LE JUGE LAURENT RAVIOT, du tribunal de Créteil (Val-de-Marne), a mis en examen, le 28 septembre, l'Institut national de transfusion sanguine (Ints), en tant que personne morale, pour « mise en danger d'autrui ». La décision fait suite à une plainte d'un manutentionnaire du département fret de l'aéroport d'Orly (Val-de-Marne), Jean-Marie J. Le 9 octobre 1998, cet homme de 40 ans s'est blessé en ramassant à main nue des éprouvettes contenues dans un colis tombé d'une palette.

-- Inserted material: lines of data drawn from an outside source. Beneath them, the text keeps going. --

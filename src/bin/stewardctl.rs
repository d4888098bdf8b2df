//! StewardCtl - Command line tool for inspecting and controlling steward nodes
//!
//! Usage:
//!   stewardctl status           - Show node status
//!   stewardctl ready            - Check node readiness (exit code reflects it)
//!   stewardctl shutdown         - Request a graceful shutdown

use anyhow::Context;
use clap::{Parser, Subcommand};
use serde::Deserialize;

/// Steward Node Control Tool
#[derive(Parser)]
#[command(name = "stewardctl")]
#[command(about = "Inspect and control steward nodes", long_about = None)]
struct Cli {
    /// API endpoint to connect to
    #[arg(short, long, default_value = "localhost:8080")]
    endpoint: String,

    #[command(subcommand)]
    command: Commands,
}

#[derive(Subcommand)]
enum Commands {
    /// Show node status
    Status,
    /// Check node readiness; exits non-zero when not ready
    Ready,
    /// Request a graceful shutdown of the node
    Shutdown,
}

// ============ API Response Types ============

#[derive(Debug, Deserialize)]
struct StatusResponse {
    #[serde(default)]
    node_id: String,
    #[serde(default)]
    state: String,
    #[serde(default)]
    is_leader: bool,
    #[serde(default)]
    leader_id: Option<String>,
}

#[derive(Debug, Deserialize)]
struct ShutdownResponse {
    #[serde(default)]
    shutting_down: bool,
}

#[tokio::main]
async fn main() -> anyhow::Result<()> {
    let cli = Cli::parse();
    let base = format!("http://{}", cli.endpoint);

    match cli.command {
        Commands::Status => run_status(&base).await,
        Commands::Ready => run_ready(&base).await,
        Commands::Shutdown => run_shutdown(&base).await,
    }
}

async fn run_status(base: &str) -> anyhow::Result<()> {
    let status: StatusResponse = reqwest::get(format!("{}/status", base))
        .await
        .context("failed to reach node API")?
        .json()
        .await
        .context("failed to parse status response")?;

    println!("Node:    {}", status.node_id);
    println!("State:   {}", status.state);
    println!(
        "Role:    {}",
        if status.is_leader { "LEADER" } else { "FOLLOWER" }
    );
    println!(
        "Leader:  {}",
        status.leader_id.as_deref().unwrap_or("(unknown)")
    );
    Ok(())
}

async fn run_ready(base: &str) -> anyhow::Result<()> {
    let response = reqwest::get(format!("{}/ready", base))
        .await
        .context("failed to reach node API")?;

    if response.status().is_success() {
        println!("ready");
        Ok(())
    } else {
        println!("not ready");
        std::process::exit(1);
    }
}

async fn run_shutdown(base: &str) -> anyhow::Result<()> {
    let client = reqwest::Client::new();
    let response: ShutdownResponse = client
        .post(format!("{}/admin/shutdown", base))
        .send()
        .await
        .context("failed to reach node API")?
        .json()
        .await
        .context("failed to parse shutdown response")?;

    if response.shutting_down {
        println!("Shutdown requested");
    } else {
        println!("Node declined shutdown");
    }
    Ok(())
}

Tout commence par une commande de produits sanguins contaminés faite en octobre 1998 à l'Ints par PBS-Orgenics. En achetant des échantillons de sang porteur du VIH, cette société, installée à Courbevoie (Hauts-de-Seine), entend procéder à l'étalonnage de tests. Le Pr Anne-Marie Courroucé, responsable du service d'immunologie transfusionnelle de l'Ints, est chargée de l'envoi postal à PBS-Orgenics, à Courbevoie. Elle « a omis de mettre la mention "produits infectieux" », comme le recommande l'institut, et s'est contentée de l'étiquette « produits sanguins », dit au « Quotidien » Me Francis Terquem, avocat de l'institution. « Toutefois, poursuit-il, on ne savait pas que l'envoi était destiné à repartir pour Yavné, en Israël, dans la maison mère de PBS-Orgenics. » Un nouvel emballage est donc fait, « sans aucune mention, en indiquant néanmoins sur le bordereau remis au transitaire "produits contaminés par le VIH" ». Or, à Orly, un conteneur s'est écrasé sur la boîte d'échantillons sanguins. Le manutentionnaire des lieux, sans gants de travail, non obligatoires, mais conseillés, ramasse le colis et se coupe. Pendant trois mois, il devra suivre une trithérapie afin de prévenir une éventuelle contamination, qui n'a pas eu lieu.
« Pris dans une nasse juridique ».
Pour Me Francis Terquem, la procédure judiciaire en cours, qui vise également le Pr Courroucé, n'est pas fondée juridiquement. Sachant que l'institut a donné des instructions pour utiliser des étiquettes « produits infectieux », la mise en cause de sa responsabilité en tant que personne morale est injustifiée, plaide-t-il. En second lieu, le délit de « mise en danger » suppose que l'Ints aurait su qu'un manutentionnaire d'Orly pouvait être exposé directement au colis, « ce qui est impossible, puisqu'il ne savait pas que le paquet devait repartir pour Israël ». En outre, l'Ints affirme haut et fort que PBS-Orgenics « savait que les produits sanguins étaient contaminés et non chauffés », ce que le laboratoire nie.
« Nous sommes pris dans une nasse juridique assez complexe », explique au « Quotidien » le Pr Philippe Rouget, qui « assume toute la situation, car cela fait partie de (ses) fonctions de directeur général » de l'institut. Quant au Pr Anne-Marie Courroucé, à la retraite depuis septembre 2002, « je crois qu'elle a fait ce qu'elle avait à faire », déclare-t-il. A son avis, c'est PBS-Orgenics qui, pour l'instant, « essaie de se sortir d'un mauvais pas ».
Me Francis Terquem, qui espère un non-lieu, réclame au juge une « confrontation générale », au cours de laquelle il rappellera que PBS-Orgenics a « bien commandé des produits contaminés non chauffés ».
L'Ints chargé de la prévention des risques
Avec l'Etablissement français du sang et le Laboratoire du fractionnement et des biotechnologies, l'Institut national de la transfusion sanguine (Ints) est l'un des éléments clés du système transfusionnel, qui a tourné la page du sang contaminé.
Créé en 1994 par l'Etat, ce groupement d'intérêt public, fort de 104 salariés et de 11 millions d'euros de budget, a pour missions les activités de recherche afférentes à la prévention des risques, les activités biologiques de référence visant à maîtriser les risques immunologiques et infectieux, ainsi que l'enseignement universitaire et la formation continue.